Мысль о возможности использовать для этой цели Ляпикова возникла у вас после поощрения командованием Агизова за применение оружия к перебежчику. Поэтому вы взяли под свою защиту Ляпикова именно после этого случая, хотя у вас был повод сделать это раньше. Защитой и подкармливанием вы завоевали доверие слабовольного Ляпикова, подчинили его своему влиянию, постепенно склонили к предательству, гарантировав безопасность и, возможно, свой побег вслед. Боясь разоблачения, вы убили Ляпикова в тот момент, когда он возвращался в свою траншею и когда, следовательно, не было необходимости в применении оружия. Предсмертные восклицания Ляпикова означают крайнюю степень удивления вашими действиями, которые оказались противоположными вашим обещаниям. Объяснения, которые вы дали следствию, противоречат материалам дела. Признаете ли вы правильными объяснения, данные следствием?»
Голос Хохлова звучал уверенно, бодро, только, может быть, чуть громче обычного и несколько торжественно, как бы символизируя ответственность момента. На самом деле Хохлова душила ярость. Огромным усилием воли он сдерживал себя. Нечто подобное он уже испытывал раньше — беспомощность следствия перед преступлением, бессильную ярость от неумения раскрыть его. Что может быть для следователя более тяжко, более постыдно?!
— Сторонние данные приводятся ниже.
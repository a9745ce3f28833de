//! Persistent mapping from absolute local image paths to Fotolife embed
//! tokens, colocated with the output directory. The reverse index is
//! rebuilt on load and on every mutation so both directions stay
//! consistent; each insert is persisted synchronously, so a crash loses at
//! most the in-flight upload.

use std::collections::{BTreeMap, HashMap};
use std::fs;
use std::io;
use std::path::{Path, PathBuf};

pub const CACHE_FILE_NAME: &str = "uploaded_images.json";

#[derive(Debug, Default)]
pub struct UploadCache {
    path: PathBuf,
    forward: BTreeMap<String, String>,
    reverse: HashMap<String, String>,
}

impl UploadCache {
    /// Load the cache file colocated with `output_dir`. A missing or
    /// unparsable file is non-fatal and yields an empty cache.
    pub fn load(output_dir: &Path) -> Self {
        let path = output_dir.join(CACHE_FILE_NAME);
        let forward = match fs::read_to_string(&path) {
            Ok(raw) => match serde_json::from_str::<BTreeMap<String, String>>(&raw) {
                Ok(map) => map,
                Err(e) => {
                    log::warn!("ignoring unreadable upload cache {}: {e}", path.display());
                    BTreeMap::new()
                }
            },
            Err(_) => BTreeMap::new(),
        };

        let mut cache = Self {
            path,
            forward,
            reverse: HashMap::new(),
        };
        cache.rebuild_reverse();
        cache
    }

    pub fn token_for(&self, local_path: &str) -> Option<&str> {
        self.forward.get(local_path).map(String::as_str)
    }

    pub fn local_path_for(&self, token: &str) -> Option<&str> {
        self.reverse.get(token).map(String::as_str)
    }

    /// Record a successful upload and persist the cache immediately.
    pub fn insert(&mut self, local_path: String, token: String) -> io::Result<()> {
        self.forward.insert(local_path, token);
        self.rebuild_reverse();
        self.persist()
    }

    pub fn is_empty(&self) -> bool {
        self.forward.is_empty()
    }

    fn rebuild_reverse(&mut self) {
        self.reverse = self
            .forward
            .iter()
            .map(|(path, token)| (token.clone(), path.clone()))
            .collect();
    }

    fn persist(&self) -> io::Result<()> {
        if let Some(parent) = self.path.parent() {
            fs::create_dir_all(parent)?;
        }
        let json = serde_json::to_string_pretty(&self.forward).map_err(io::Error::other)?;
        fs::write(&self.path, format!("{json}\n"))
    }
}

#[cfg(test)]
mod tests {
    use super::*;

    #[test]
    fn test_load_missing_file_yields_empty_cache() {
        let dir = tempfile::tempdir().unwrap();
        let cache = UploadCache::load(dir.path());
        assert!(cache.is_empty());
        assert_eq!(cache.token_for("/img/a.png"), None);
    }

    #[test]
    fn test_insert_persists_and_reloads() {
        let dir = tempfile::tempdir().unwrap();

        let mut cache = UploadCache::load(dir.path());
        cache
            .insert("/img/a.png".to_string(), "[f:id:u:1p:plain]".to_string())
            .unwrap();

        // A fresh load sees the entry and a consistent reverse index
        let reloaded = UploadCache::load(dir.path());
        assert_eq!(reloaded.token_for("/img/a.png"), Some("[f:id:u:1p:plain]"));
        assert_eq!(reloaded.local_path_for("[f:id:u:1p:plain]"), Some("/img/a.png"));
    }

    #[test]
    fn test_reverse_index_tracks_mutations() {
        let dir = tempfile::tempdir().unwrap();
        let mut cache = UploadCache::load(dir.path());

        cache
            .insert("/img/a.png".to_string(), "[f:id:u:1p:plain]".to_string())
            .unwrap();
        cache
            .insert("/img/b.png".to_string(), "[f:id:u:2p:plain]".to_string())
            .unwrap();

        assert_eq!(cache.local_path_for("[f:id:u:2p:plain]"), Some("/img/b.png"));
        assert_eq!(cache.local_path_for("[f:id:u:9p:plain]"), None);
    }

    #[test]
    fn test_unparsable_cache_file_is_ignored() {
        let dir = tempfile::tempdir().unwrap();
        fs::write(dir.path().join(CACHE_FILE_NAME), "{oops").unwrap();

        let cache = UploadCache::load(dir.path());
        assert!(cache.is_empty());
    }

    #[test]
    fn test_cache_file_is_pretty_printed_utf8() {
        let dir = tempfile::tempdir().unwrap();
        let mut cache = UploadCache::load(dir.path());
        cache
            .insert("/img/写真.png".to_string(), "[f:id:u:1p:plain]".to_string())
            .unwrap();

        let raw = fs::read_to_string(dir.path().join(CACHE_FILE_NAME)).unwrap();
        assert!(raw.contains("  \"/img/写真.png\""));
        assert!(!raw.contains("\\u"));
    }
}
#[derive(thiserror::Error, Debug)]
pub enum Error {
    #[error("API credentials are not configured. Run `hatena-md config --wizard` first.")]
    NotConfigured,

    #[error("file not found: {0}")]
    FileNotFound(String),

    #[error("network error: {0}")]
    Network(String),

    #[error("API error: {status} - {body}")]
    Api { status: u16, body: String },

    #[error(transparent)]
    Core(#[from] hatena_md_core::Error),
}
Ожидая ответа, Хохлов смотрел на Бряхина. В широко открытых глазах мелькнула растерянность. В морщинах скошенного лба билась напряженная мысль. Тишина в землянке казалась значительной, и Хохлов боялся нарушить ее. Вспомнились аналогичные случаи из литературы, рассказы старых следователей. Захотелось вдруг, чтобы и у него раскаялся матерый преступник. Был бы свой потрясающий случай! В это мгновение он искренне верил, что Бряхин может признать свою вину. Но уже в следующее мгновение злобная подозрительность, отчужденность перекосили красное лицо Бряхина, и Хохлов услышал знакомый смех.
— Что в лоб, что по лбу, гражданин следователь, — поглаживая густую черную щетину на голове, сказал Бряхин. — Было врозь, стало оптом, а сердцевина та же. По-разному понимаем: вы — по-своему, я — по-своему. Мои объяснения правильные, и я на них стою. Как же я его склонил, если сам кричал ему: «Лешка, стой!» Свидетели подтвердили вам. — В голосе Бряхина слышалась обида.